Quick take- The employment rate and equities correlation
“ A record-long bout of hiring has driven the U.S. unemployment rate down to 3.8 percent, the lowest level since April 2000. So how much lower can it go? Judging from the latest jobs data, it might finally be nearing the limit.”- Bloomberg
Marketwatch, MotelyFool, Wall Street Journal, and several other financial news sources citing low unemployment as a sign of a strong economy.
Yes, low unemployment does prove a strong present economy. The DJI and SPX moving averages are the most vertical they have been in a decade. But what does the future hold?

Looking at the juxtaposition of the DJI and unemployment rate ticks shows a staggered correlation (highlighted in yellow) between the two from 2000 onward.
Every reversal of unemployment rate trend has resulted in a change in trend for DJI. A similar pattern is also seen in SP500.
Higher the intensity of the unemployment trend, the deeper the reversal tends to push.

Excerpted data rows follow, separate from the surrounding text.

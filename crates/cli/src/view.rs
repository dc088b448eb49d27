use finsight_core::controller::{Controller, Notification, NotificationKind};
use finsight_core::domain::analysis::ValidationStatus;
use finsight_core::render::format::Tone;
use finsight_core::render::picks::PicksPanel;
use finsight_core::render::report::Report;
use finsight_core::render::{render_recommendations, render_report};
use finsight_core::trace::{TraceView, TraceViewer};
use std::fmt::{self, Write};

const RULE: &str = "------------------------------------------------------------";

fn to_string(write: impl FnOnce(&mut String) -> fmt::Result) -> String {
    let mut out = String::new();
    write(&mut out).expect("writing to a String cannot fail");
    out
}

pub fn notification(n: &Notification) -> String {
    match n.kind {
        NotificationKind::Success => format!("** {} **", n.message),
        NotificationKind::Failure => format!("!! {} !!", n.message),
    }
}

pub fn picks(panel: &PicksPanel) -> String {
    to_string(|out| write_picks(out, panel))
}

fn write_picks(out: &mut String, panel: &PicksPanel) -> fmt::Result {
    writeln!(out, "{}", panel.title)?;
    writeln!(out, "{RULE}")?;
    for card in &panel.cards {
        writeln!(out, "{:<10} {:<8} {}", card.ticker, card.market, card.name)?;
        if !card.rationale.is_empty() {
            writeln!(out, "           {}", card.rationale)?;
        }
    }
    Ok(())
}

fn tone_marker(tone: Tone) -> &'static str {
    match tone {
        Tone::NonNegative => "▲",
        Tone::Negative => "▼",
        Tone::Unavailable => "·",
    }
}

pub fn report(report: &Report) -> String {
    to_string(|out| write_report(out, report))
}

fn write_report(out: &mut String, report: &Report) -> fmt::Result {
    let header = &report.header;

    write!(out, "{} analysis", header.ticker)?;
    if let Some(name) = &header.company_name {
        write!(out, " ({name})")?;
    }
    writeln!(out)?;
    if let Some(as_of) = &header.as_of {
        writeln!(out, "{as_of}")?;
    }
    writeln!(
        out,
        "{}  {} {}",
        header.price,
        tone_marker(header.change.tone),
        header.change.text
    )?;
    writeln!(out, "{RULE}")?;

    if let Some(summary) = &report.summary {
        writeln!(out, "[{}]", summary.heading)?;
        writeln!(out, "{}", summary.body)?;
        if let Some(expected) = &summary.expected_return {
            writeln!(out, "Expected return: {expected}")?;
        }
        writeln!(out)?;
    }

    for section in &report.narratives {
        writeln!(out, "[{}]", section.kind.title())?;
        for bullet in &section.bullets {
            if bullet.has_source() {
                writeln!(out, "  - {} <{}>", bullet.text, bullet.url)?;
            } else {
                writeln!(out, "  - {}", bullet.text)?;
            }
        }
        writeln!(out)?;
    }

    if let Some(last_quarter) = &report.last_quarter {
        writeln!(out, "[Last Quarter Result]")?;
        writeln!(out, "{last_quarter}")?;
        writeln!(out)?;
    }

    writeln!(out, "[FinSight Score] {}/100", report.score.total)?;
    if let Some(notes) = &report.score.notes {
        writeln!(out, "{notes}")?;
    }
    for line in &report.score.breakdown {
        writeln!(out, "  {:<28} {:>8}", line.label, line.value)?;
    }
    writeln!(out)?;

    writeln!(out, "[Evidence Pack]")?;
    for entry in &report.evidence {
        writeln!(out, "  * {}", entry.heading)?;
        if let Some(title) = &entry.title {
            writeln!(out, "    {title}")?;
        }
        if !entry.claim.is_empty() {
            writeln!(out, "    {}", entry.claim)?;
        }
        if let Some(url) = &entry.url {
            writeln!(out, "    Source: {url}")?;
        }
    }

    writeln!(out, "{RULE}")?;
    writeln!(out, "{}", report.disclaimer)?;
    Ok(())
}

pub fn trace(view: &TraceView) -> String {
    to_string(|out| write_trace(out, view))
}

fn write_trace(out: &mut String, view: &TraceView) -> fmt::Result {
    let verdict = match view.verdict {
        ValidationStatus::Pass => "+",
        ValidationStatus::Fail => "x",
        ValidationStatus::Unknown => "?",
    };
    let arrow = if view.expanded { "▼" } else { "▲" };
    writeln!(
        out,
        "Debug Trace | Validation: {} [{verdict}] {arrow}",
        view.status
    )?;
    if let Some(detail) = &view.detail {
        writeln!(out, "Validation Reasons: {}", detail.reasons)?;
        writeln!(out, "Suggested Route: {}", detail.suggested_route)?;
        writeln!(out, "{}", detail.raw)?;
    }
    Ok(())
}

/// Everything the screen would show for the current controller state.
pub fn screen(controller: &Controller, trace_viewer: &TraceViewer) -> String {
    to_string(|out| write_screen(out, controller, trace_viewer))
}

fn write_screen(out: &mut String, controller: &Controller, trace_viewer: &TraceViewer) -> fmt::Result {
    let state = controller.state();

    if let Some(panel) = render_recommendations(&state.recommendations) {
        out.push_str(&picks(&panel));
        out.push('\n');
    }

    if controller.analysis_locked() {
        out.push_str("Please save your budget and risk profile to unlock analysis.\n");
    }
    if state.loading {
        out.push_str("Analyzing market data & news...\n");
    }
    if let Some(error) = &state.error {
        writeln!(out, "Error: {error}")?;
    }

    if let Some(r) = render_report(state.result.as_ref()) {
        out.push_str(&report(&r));
    }
    if let Some(view) = trace_viewer.view(state.result.as_ref()) {
        out.push('\n');
        out.push_str(&trace(&view));
    }
    Ok(())
}

#[cfg(test)]
mod tests {
    use super::*;
    use finsight_core::domain::analysis::AnalysisResult;
    use serde_json::json;

    fn sample() -> AnalysisResult {
        AnalysisResult::from_value(json!({
            "ticker": "AAPL",
            "company_name": "Apple Inc.",
            "price_data": {"current_price": 190.5, "change_1d_pct": -1.25},
            "analysis": {
                "executive_summary": "Recommendation: YES",
                "expected_return": "8-12%",
                "bull_case": ["Services growth (source: https://ex.com/s)"]
            },
            "evidence_pack": [{"date": "Recent", "source": "Web", "claim": "Beat", "url": "https://ex.com/q"}],
            "score": {"total": 70, "breakdown": [{"label": "News", "value": 5}]},
            "validation": {"status": "PASS", "reasons": ["ok"], "suggested_route": "WEB"}
        }))
        .unwrap()
    }

    #[test]
    fn report_text_contains_every_section() {
        let r = render_report(Some(&sample())).unwrap();
        let text = report(&r);
        assert!(text.contains("AAPL analysis (Apple Inc.)"));
        assert!(text.contains("$190.50  ▼ -1.25% (1D)"));
        assert!(text.contains("[Executive Summary]"));
        assert!(text.contains("Expected return: 8-12%"));
        assert!(text.contains("  - Services growth <https://ex.com/s>"));
        assert!(text.contains("[FinSight Score] 70.00/100"));
        assert!(text.contains("+5"));
        assert!(text.contains("  * Recent - Web"));
        assert!(text.contains("    Source: https://ex.com/q"));
        assert!(text.ends_with("Not financial advice.\n"));
        assert!(!text.contains("[Bear Case]"));
    }

    #[test]
    fn trace_text_follows_expansion() {
        let result = sample();
        let mut viewer = TraceViewer::new();
        let collapsed = trace(&viewer.view(Some(&result)).unwrap());
        assert!(collapsed.starts_with("Debug Trace | Validation: PASS [+] ▲"));
        assert!(!collapsed.contains("Suggested Route"));

        viewer.toggle();
        let expanded = trace(&viewer.view(Some(&result)).unwrap());
        assert!(expanded.contains("Validation Reasons: [\"ok\"]"));
        assert!(expanded.contains("Suggested Route: WEB"));
    }

    #[test]
    fn locked_screen_prompts_for_profile() {
        let controller = Controller::new();
        let text = screen(&controller, &TraceViewer::new());
        assert!(text.contains("unlock analysis"));
    }

    #[test]
    fn notifications_are_framed_by_kind() {
        assert_eq!(notification(&Notification::success("done")), "** done **");
        assert_eq!(notification(&Notification::failure("nope")), "!! nope !!");
    }
}
use crate::view;
use anyhow::{bail, Context};
use finsight_core::capture::{self, ProfileForm};
use finsight_core::client::FinsightApi;
use finsight_core::controller::Controller;
use finsight_core::domain::profile::{Horizon, RiskLevel};
use finsight_core::trace::TraceViewer;
use tokio::io::{AsyncBufReadExt, BufReader};

const HELP: &str = "\
commands:
  profile <budget> [low|medium|high] [1m|6m|1y]   save profile and fetch picks
  ask <question>                                   research one stock
  trace                                            expand or collapse the debug trace
  state                                            redraw the screen
  health                                           check the backend
  help                                             show this text
  quit                                             leave the session";

#[derive(Debug, Clone, PartialEq)]
enum SessionCommand {
    Profile {
        budget: String,
        risk: Option<RiskLevel>,
        horizon: Option<Horizon>,
    },
    Ask(String),
    Trace,
    State,
    Health,
    Help,
    Quit,
}

fn parse_command(line: &str) -> anyhow::Result<Option<SessionCommand>> {
    let line = line.trim();
    if line.is_empty() {
        return Ok(None);
    }
    let (head, rest) = match line.split_once(char::is_whitespace) {
        Some((head, rest)) => (head, rest.trim()),
        None => (line, ""),
    };

    let cmd = match head.to_ascii_lowercase().as_str() {
        "profile" => {
            let mut parts = rest.split_whitespace();
            let Some(budget) = parts.next() else {
                bail!("usage: profile <budget> [risk] [horizon]");
            };
            let risk = parts.next().map(str::parse).transpose()?;
            let horizon = parts.next().map(str::parse).transpose()?;
            if parts.next().is_some() {
                bail!("usage: profile <budget> [risk] [horizon]");
            }
            SessionCommand::Profile {
                budget: budget.to_string(),
                risk,
                horizon,
            }
        }
        "ask" => match capture::question(rest) {
            Some(q) => SessionCommand::Ask(q),
            None => bail!("usage: ask <question>"),
        },
        "trace" => SessionCommand::Trace,
        "state" => SessionCommand::State,
        "health" => SessionCommand::Health,
        "help" | "?" => SessionCommand::Help,
        "quit" | "exit" => SessionCommand::Quit,
        other => bail!("unknown command {other:?}, try `help`"),
    };
    Ok(Some(cmd))
}

pub async fn run(api: &dyn FinsightApi) -> anyhow::Result<()> {
    let mut controller = Controller::new();
    let mut trace_viewer = TraceViewer::new();
    let mut form = ProfileForm::default();

    println!("FinSight session. Type `help` for commands.");
    print!("{}", view::screen(&controller, &trace_viewer));

    let mut lines = BufReader::new(tokio::io::stdin()).lines();
    while let Some(line) = lines.next_line().await.context("read stdin")? {
        let cmd = match parse_command(&line) {
            Ok(Some(cmd)) => cmd,
            Ok(None) => continue,
            Err(err) => {
                println!("{err}");
                continue;
            }
        };

        match cmd {
            SessionCommand::Profile {
                budget,
                risk,
                horizon,
            } => {
                form.set_budget(budget);
                if let Some(risk) = risk {
                    form.set_risk(risk);
                }
                if let Some(horizon) = horizon {
                    form.set_horizon(horizon);
                }
                let profile = match form.submit() {
                    Ok(profile) => profile,
                    Err(err) => {
                        println!("{err:#}");
                        continue;
                    }
                };
                let notification = controller.save_profile(api, profile).await;
                println!("{}", view::notification(&notification));
                controller.take_notification();
                print!("{}", view::screen(&controller, &trace_viewer));
            }
            SessionCommand::Ask(question) => {
                if !controller.analysis_locked() {
                    println!("Agent is researching... this may take 10-20 seconds.");
                }
                let completion = controller.analyze(api, &question).await;
                tracing::debug!(?completion, "analysis finished");
                print!("{}", view::screen(&controller, &trace_viewer));
            }
            SessionCommand::Trace => {
                trace_viewer.toggle();
                match trace_viewer.view(controller.state().result.as_ref()) {
                    Some(trace) => print!("{}", view::trace(&trace)),
                    None => println!("no analysis to trace yet"),
                }
            }
            SessionCommand::State => {
                print!("{}", view::screen(&controller, &trace_viewer));
            }
            SessionCommand::Health => match api.health().await {
                Ok(status) => println!("{status}"),
                Err(err) => println!("{err:#}"),
            },
            SessionCommand::Help => println!("{HELP}"),
            SessionCommand::Quit => break,
        }
    }

    Ok(())
}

If this holds for the current trend, a reversal in unemployment rate could well mean a strong reversal of the current bull market in the equities markets.
A break of unemployment rates above the green trend line could potentially indicate a high probability of the onset of a bear market, leading to what could potentially be a big correction (recession?) beginning mid 2019-mid 2020.
Interesting times! See the financial storm brewing?